What to do ::
Below are some records; work out how many of their lines contain "values" and give the number only.

Records to process ::
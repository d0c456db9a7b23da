//! Cron recurrence evaluation
//!
//! Expressions use the standard five-field syntax:
//!
//! ```text
//! ┌───────────── minute        0-59
//! │ ┌─────────── hour          0-23
//! │ │ ┌───────── day of month  1-31
//! │ │ │ ┌─────── month         1-12 or JAN-DEC
//! │ │ │ │ ┌───── day of week   0-7 or SUN-SAT (0 and 7 are Sunday)
//! * * * * *
//! ```
//!
//! Each field is a comma list of `*`, `N`, `A-B`, `*/S`, `A-B/S` or `A/S`.
//! When both day fields are restricted a day matches if either one matches,
//! otherwise both must match.
//!
//! Fields are expanded here and handed to the `cron` crate as an explicit
//! six-field expression (seconds pinned to 0), which does the calendar
//! stepping. The `cron` crate numbers weekdays from Sunday = 1, so weekdays are
//! passed by name.

use std::collections::BTreeSet;
use std::str::FromStr;

use chrono::{DateTime, Duration, Utc};
use cron::Schedule;
use thiserror::Error;

const MONTH_NAMES: [&str; 12] = [
    "jan", "feb", "mar", "apr", "may", "jun", "jul", "aug", "sep", "oct", "nov", "dec",
];

const WEEKDAY_NAMES: [&str; 7] = ["sun", "mon", "tue", "wed", "thu", "fri", "sat"];

/// Weekday names as accepted by the `cron` crate
const ENGINE_WEEKDAYS: [&str; 7] = ["Sun", "Mon", "Tue", "Wed", "Thu", "Fri", "Sat"];

/// Errors raised while parsing a recurrence expression
#[derive(Debug, Clone, PartialEq, Eq, Error)]
pub enum RecurrenceError {
    /// The expression does not have exactly five fields
    #[error("expected 5 fields (minute hour day-of-month month day-of-week), found {0}")]
    FieldCount(usize),

    /// An `@` macro that has no five-field equivalent
    #[error("unsupported macro '{0}'")]
    UnknownMacro(String),

    /// A field failed to parse
    #[error("invalid {field} field '{value}': {reason}")]
    InvalidField {
        /// Field name
        field: &'static str,
        /// Field text as written
        value: String,
        /// What is wrong with it
        reason: String,
    },

    /// The normalized expression was rejected by the scheduling engine
    #[error("cron engine rejected '{expression}': {reason}")]
    Engine {
        /// Normalized six-field expression
        expression: String,
        /// Engine error message
        reason: String,
    },
}

#[derive(Debug, Clone, Copy, PartialEq, Eq)]
enum FieldKind {
    Minute,
    Hour,
    DayOfMonth,
    Month,
    DayOfWeek,
}

impl FieldKind {
    const ALL: [FieldKind; 5] = [
        FieldKind::Minute,
        FieldKind::Hour,
        FieldKind::DayOfMonth,
        FieldKind::Month,
        FieldKind::DayOfWeek,
    ];

    fn name(self) -> &'static str {
        match self {
            FieldKind::Minute => "minute",
            FieldKind::Hour => "hour",
            FieldKind::DayOfMonth => "day-of-month",
            FieldKind::Month => "month",
            FieldKind::DayOfWeek => "day-of-week",
        }
    }

    /// Inclusive bounds; day-of-week accepts 7 as an alias for Sunday
    fn bounds(self) -> (u32, u32) {
        match self {
            FieldKind::Minute => (0, 59),
            FieldKind::Hour => (0, 23),
            FieldKind::DayOfMonth => (1, 31),
            FieldKind::Month => (1, 12),
            FieldKind::DayOfWeek => (0, 7),
        }
    }

    fn is_day_field(self) -> bool {
        matches!(self, FieldKind::DayOfMonth | FieldKind::DayOfWeek)
    }

    fn lookup_name(self, text: &str) -> Option<u32> {
        let lower = text.to_ascii_lowercase();
        let position = |names: &[&str]| names.iter().position(|name| *name == lower);
        match self {
            FieldKind::Month => position(&MONTH_NAMES).map(|i| i as u32 + 1),
            FieldKind::DayOfWeek => position(&WEEKDAY_NAMES).map(|i| i as u32),
            _ => None,
        }
    }
}

/// One expanded field
#[derive(Debug, Clone, PartialEq, Eq)]
struct Field {
    kind: FieldKind,
    values: BTreeSet<u32>,
    /// Field text starts with `*` (or `?` for day fields)
    starred: bool,
}

impl Field {
    fn parse(kind: FieldKind, text: &str) -> Result<Self, RecurrenceError> {
        let invalid = |reason: String| RecurrenceError::InvalidField {
            field: kind.name(),
            value: text.to_string(),
            reason,
        };

        let (min, max) = kind.bounds();
        let is_wildcard = |part: &str| part == "*" || (kind.is_day_field() && part == "?");
        let mut values = BTreeSet::new();

        for item in text.split(',') {
            let mut pieces = item.split('/');
            let range_part = pieces.next().unwrap_or_default();
            let step = match pieces.next() {
                Some(step_text) => {
                    let step: u32 = step_text
                        .parse()
                        .map_err(|_| invalid(format!("invalid step '{}'", step_text)))?;
                    if step == 0 {
                        return Err(invalid("step must be greater than 0".to_string()));
                    }
                    Some(step)
                }
                None => None,
            };
            if pieces.next().is_some() {
                return Err(invalid(format!("too many '/' in '{}'", item)));
            }

            let (start, end) = if is_wildcard(range_part) {
                (min, max)
            } else if let Some((low, high)) = range_part.split_once('-') {
                let low = Self::parse_value(kind, low).map_err(&invalid)?;
                let high = Self::parse_value(kind, high).map_err(&invalid)?;
                if low > high {
                    return Err(invalid(format!("reversed range {}-{}", low, high)));
                }
                (low, high)
            } else {
                let value = Self::parse_value(kind, range_part).map_err(&invalid)?;
                // `A/S` runs from A to the end of the field
                (value, if step.is_some() { max } else { value })
            };

            values.extend((start..=end).step_by(step.unwrap_or(1) as usize));
        }

        if kind == FieldKind::DayOfWeek && values.remove(&7) {
            values.insert(0);
        }

        Ok(Self {
            kind,
            values,
            starred: text.starts_with('*') || (kind.is_day_field() && text.starts_with('?')),
        })
    }

    fn parse_value(kind: FieldKind, text: &str) -> Result<u32, String> {
        let (min, max) = kind.bounds();
        let value = match text.parse::<u32>() {
            Ok(value) => value,
            Err(_) => kind
                .lookup_name(text)
                .ok_or_else(|| format!("unknown value '{}'", text))?,
        };
        if value < min || value > max {
            return Err(format!("{} is outside {}-{}", value, min, max));
        }
        Ok(value)
    }

    /// Field rendered for the `cron` crate
    fn render(&self) -> String {
        let (min, max) = match self.kind {
            FieldKind::DayOfWeek => (0, 6),
            kind => kind.bounds(),
        };
        if (min..=max).all(|v| self.values.contains(&v)) {
            return "*".to_string();
        }
        let items: Vec<String> = match self.kind {
            FieldKind::DayOfWeek => self
                .values
                .iter()
                .map(|v| ENGINE_WEEKDAYS[*v as usize].to_string())
                .collect(),
            _ => self.values.iter().map(u32::to_string).collect(),
        };
        items.join(",")
    }
}

/// Expand an `@` macro to its five-field form
fn expand_macro(expression: &str) -> Result<&'static str, RecurrenceError> {
    match expression.to_ascii_lowercase().as_str() {
        "@yearly" | "@annually" => Ok("0 0 1 1 *"),
        "@monthly" => Ok("0 0 1 * *"),
        "@weekly" => Ok("0 0 * * 0"),
        "@daily" | "@midnight" => Ok("0 0 * * *"),
        "@hourly" => Ok("0 * * * *"),
        _ => Err(RecurrenceError::UnknownMacro(expression.to_string())),
    }
}

/// A parsed cron recurrence rule
#[derive(Debug, Clone)]
pub struct Recurrence {
    expression: String,
    /// One schedule, or two when both day fields are restricted (either may match)
    schedules: Vec<Schedule>,
}

impl Recurrence {
    /// Parse a five-field cron expression or `@` macro
    pub fn parse(expression: &str) -> Result<Self, RecurrenceError> {
        let trimmed = expression.trim();
        let five_field = if trimmed.starts_with('@') {
            expand_macro(trimmed)?
        } else {
            trimmed
        };

        let texts: Vec<&str> = five_field.split_whitespace().collect();
        if texts.len() != FieldKind::ALL.len() {
            return Err(RecurrenceError::FieldCount(texts.len()));
        }

        let fields = FieldKind::ALL
            .iter()
            .zip(&texts)
            .map(|(kind, text)| Field::parse(*kind, text))
            .collect::<Result<Vec<_>, _>>()?;
        let [minute, hour, day_of_month, month, day_of_week] = fields.as_slice() else {
            return Err(RecurrenceError::FieldCount(fields.len()));
        };

        let prefix = format!("0 {} {}", minute.render(), hour.render());
        let month = month.render();
        let normalized = if !day_of_month.starred && !day_of_week.starred {
            vec![
                format!("{} {} {} *", prefix, day_of_month.render(), month),
                format!("{} * {} {}", prefix, month, day_of_week.render()),
            ]
        } else {
            vec![format!(
                "{} {} {} {}",
                prefix,
                day_of_month.render(),
                month,
                day_of_week.render()
            )]
        };

        let schedules = normalized
            .into_iter()
            .map(|expr| {
                Schedule::from_str(&expr).map_err(|e| RecurrenceError::Engine {
                    expression: expr.clone(),
                    reason: e.to_string(),
                })
            })
            .collect::<Result<Vec<_>, _>>()?;

        Ok(Self {
            expression: trimmed.to_string(),
            schedules,
        })
    }

    /// The expression as written
    pub fn expression(&self) -> &str {
        &self.expression
    }

    /// First occurrence strictly after `instant`
    pub fn next_after(&self, instant: &DateTime<Utc>) -> Option<DateTime<Utc>> {
        self.schedules
            .iter()
            .filter_map(|schedule| schedule.after(instant).next())
            .min()
    }

    /// Whether the rule fires exactly at `instant`
    ///
    /// True when the next occurrence after `instant - 1s` is `instant` itself.
    pub fn fires_at(&self, instant: DateTime<Utc>) -> bool {
        self.next_after(&(instant - Duration::seconds(1))) == Some(instant)
    }
}

impl FromStr for Recurrence {
    type Err = RecurrenceError;

    fn from_str(s: &str) -> Result<Self, Self::Err> {
        Self::parse(s)
    }
}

Task answer ::
9